Note that this doesn't replace the item at index 0, but inserts it, shifting all the elements to the right of it one place in the index.

Changing items in an array

Uh oh, unless you like strong tea, waiting ten minutes is way too long, so let's change that value:

toMakeTea[3] = "Wait 3-5 minutes"

print(toMakeTea)
// ["Add water to kettle", "Boil Water", "Add tea bag to cup", "Wait 3-5 minutes", "Add Milk", "Drink", "Enjoy!"]

In this example, you use similar syntax to assign the string of text on the right hand side of the = to the index in the array on the left hand side, in this case, position 3.

Removing items from an array

Drinking tea is a serious business, so you've decided to remove the 'Enjoy!' step. Setting that index in the array's value to be empty, i.e. "", is not enough to remove it, but there's a method that helps.

toMakeTea.remove(at:6)

print(toMakeTea)
// ["Add water to kettle", "Boil Water", "Add tea bag to cup", "Wait 3-5 minutes", "Add Milk", "Drink"]

The removeAtIndex() method removes the value in the array at position 6 and then shuffles all the items to the right of the value to the left, which in this case, is no items.

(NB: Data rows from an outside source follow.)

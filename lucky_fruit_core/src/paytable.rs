use crate::symbols::{Outcome, Symbol};

/// Minimum number of identical symbols that pays.
pub const MATCH_THRESHOLD: usize = 5;

/// Payout for `outcome` at `wager`.
///
/// Every symbol appearing at least five times pays `wager * multiplier * count / 5`,
/// so six of a kind pays 6/5 of the five-of-a-kind amount. Qualifying symbols are
/// summed before the single division, and any remainder below one unit is dropped.
pub fn compute_payout(outcome: &Outcome, wager: u64) -> u64 {
    let mut numerator: u128 = 0;
    for sym in Symbol::ALL {
        let count = outcome.count_of(sym);
        if count >= MATCH_THRESHOLD {
            numerator += wager as u128 * sym.multiplier() as u128 * count as u128;
        }
    }
    let total = numerator / MATCH_THRESHOLD as u128;
    u64::try_from(total).unwrap_or(u64::MAX)
}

Note that if you try to access or change the value of an index in the array that doesn't exist, you will receive an error. Try these commands in a Playground and see:

toMakeTea.remove(at:6)
print(toMakeTea[6])
// Error
toMakeTea.remove(at:6)
// Error

To prevent this error, you could combine the code above with some if else statements and the count method you saw earlier in the lesson. For example:

if toMakeTea.count > 6 {
    toMakeTea.remove(at: 6)
} else {
    print("There is no value at index 6")
}

This checks to see if the size of the array is greater than 6, and if so, removes the value at index 6.